mod config;
mod error;
mod extract;
mod frames;
mod harmonize;
mod landmarks;
mod mat;
mod records;
mod walk;
mod zarr;
mod zarrify;

use clap::{Args, Parser, Subcommand};
use indicatif::{ProgressBar, ProgressStyle};
use std::io::{self, Write};
use std::path::Path;
use tracing::info;
use tracing_subscriber::EnvFilter;

#[derive(Parser)]
#[command(
    name = "zarrify",
    about = "zarrify CLI: tissue-mechanics images, tensors and landmarks into a Zarr store"
)]
struct Cli {
    /// Debug logging
    #[arg(long, global = true, conflicts_with = "quiet")]
    verbose: bool,
    /// Warnings and errors only
    #[arg(long, global = true)]
    quiet: bool,
    /// Show a progress bar instead of JSON progress lines
    #[arg(long, global = true)]
    progress_bar: bool,
    #[command(subcommand)]
    command: Commands,
}

#[derive(Subcommand)]
enum Commands {
    /// Images, then tensors
    Zarrify(zarrify::ZarrifyArgs),
    /// Raw frames, outlines and masks into IMAGE
    Images(zarrify::ImagesArgs),
    /// Result files into TENSORS
    Tensors(zarrify::TensorsArgs),
    /// Landmark attributes on the store root
    #[command(subcommand)]
    Landmarks(LandmarkCommands),
    /// Print shape and value range of a dataset as JSON
    Inspect(InspectArgs),
}

#[derive(Args, Clone)]
struct InspectArgs {
    /// Store directory
    #[arg(long)]
    store: String,
    /// Dataset path, e.g. /TENSORS/UPIV
    #[arg(long)]
    path: String,
}

#[derive(Subcommand)]
enum LandmarkCommands {
    /// Create missing landmark sets with NaN points
    Init(LandmarkInitArgs),
    /// Write landmark sets as text files for space registration
    Export(LandmarkExportArgs),
}

#[derive(Args, Clone)]
struct LandmarkInitArgs {
    /// Store directory
    #[arg(long)]
    store: String,
}

#[derive(Args, Clone)]
struct LandmarkExportArgs {
    /// Store directory
    #[arg(long)]
    store: String,
    /// Project folder receiving SAP_<name>/spaceReg_<name>_999
    #[arg(long)]
    project: String,
    /// Specimen name (default: project folder name)
    #[arg(long)]
    name: Option<String>,
}

fn progress(prog: f64, msg: &str) {
    let _ = writeln!(
        io::stderr(),
        "{}",
        serde_json::json!({"progress": prog, "message": msg})
    );
    let _ = io::stderr().flush();
}

fn init_logging(verbose: bool, quiet: bool) {
    let default = if verbose {
        "debug"
    } else if quiet {
        "warn"
    } else {
        "info"
    };
    let filter = EnvFilter::try_from_default_env().unwrap_or_else(|_| EnvFilter::new(default));
    tracing_subscriber::fmt()
        .with_env_filter(filter)
        .with_writer(io::stderr)
        .with_target(false)
        .init();
}

fn run_landmarks(command: LandmarkCommands) -> error::Result<()> {
    match command {
        LandmarkCommands::Init(args) => {
            let store = zarr::open_store(Path::new(&args.store))?;
            let created = landmarks::init_landmarks(&store)?;
            info!(?created, "landmarks initialised");
        }
        LandmarkCommands::Export(args) => {
            let store = zarr::open_store(Path::new(&args.store))?;
            let project = Path::new(&args.project);
            let name = match args.name {
                Some(name) => name,
                None => project
                    .file_name()
                    .map(|n| n.to_string_lossy().into_owned())
                    .ok_or_else(|| {
                        error::Error::MissingInput(format!("{} has no folder name", project.display()))
                    })?,
            };
            landmarks::export_landmarks(&store, project, &name)?;
        }
    }
    Ok(())
}

fn run_inspect(args: InspectArgs) -> error::Result<()> {
    let store = zarr::open_store(Path::new(&args.store))?;
    let (dtype, shape, values): (&str, Vec<usize>, Vec<f64>) =
        match zarr::read_array_u8(&store, &args.path) {
            Ok(a) => ("uint8", a.shape().to_vec(), a.iter().map(|&v| f64::from(v)).collect()),
            Err(_) => {
                let a = zarr::read_array_f16(&store, &args.path)?;
                ("float16", a.shape().to_vec(), a.iter().map(|v| v.to_f64()).collect())
            }
        };
    let finite = values.iter().copied().filter(|v| v.is_finite());
    let min = finite.clone().fold(f64::INFINITY, f64::min);
    let max = finite.fold(f64::NEG_INFINITY, f64::max);
    let attrs = zarr::open_array(&store, &args.path)?.attributes().clone();
    println!(
        "{}",
        serde_json::json!({
            "path": args.path,
            "dtype": dtype,
            "shape": shape,
            "min": min.is_finite().then_some(min),
            "max": max.is_finite().then_some(max),
            "attributes": attrs,
        })
    );
    Ok(())
}

fn dispatch(command: Commands, progress: impl Fn(f64, &str)) -> error::Result<()> {
    match command {
        Commands::Zarrify(args) => zarrify::run(args, progress),
        Commands::Images(args) => zarrify::run_images(args, progress),
        Commands::Tensors(args) => zarrify::run_tensors(args, progress),
        Commands::Landmarks(command) => run_landmarks(command),
        Commands::Inspect(args) => run_inspect(args),
    }
}

fn main() -> Result<(), Box<dyn std::error::Error>> {
    let cli = Cli::parse();
    init_logging(cli.verbose, cli.quiet);

    if cli.progress_bar {
        let bar = ProgressBar::new(1000);
        bar.set_style(
            ProgressStyle::default_bar()
                .template("[{bar:40.cyan/blue}] {percent:>3}% {msg}")?
                .progress_chars("#>-"),
        );
        let result = dispatch(cli.command, |prog, msg| {
            bar.set_position((prog.clamp(0.0, 1.0) * 1000.0) as u64);
            bar.set_message(msg.to_string());
        });
        bar.finish_and_clear();
        result?;
    } else {
        dispatch(cli.command, progress)?;
    }
    Ok(())
}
# # # # # # #
→ TASK INSTRUCTIONS
Copy, please, exactly the lines that start at the first line of the data and end at the line containing "use tracing::info;", both kept and no others.

→ YOUR RESPONSE
mod config;
mod error;
mod extract;
mod frames;
mod harmonize;
mod landmarks;
mod mat;
mod records;
mod walk;
mod zarr;
mod zarrify;

use clap::{Args, Parser, Subcommand};
use indicatif::{ProgressBar, ProgressStyle};
use std::io::{self, Write};
use std::path::Path;
use tracing::info;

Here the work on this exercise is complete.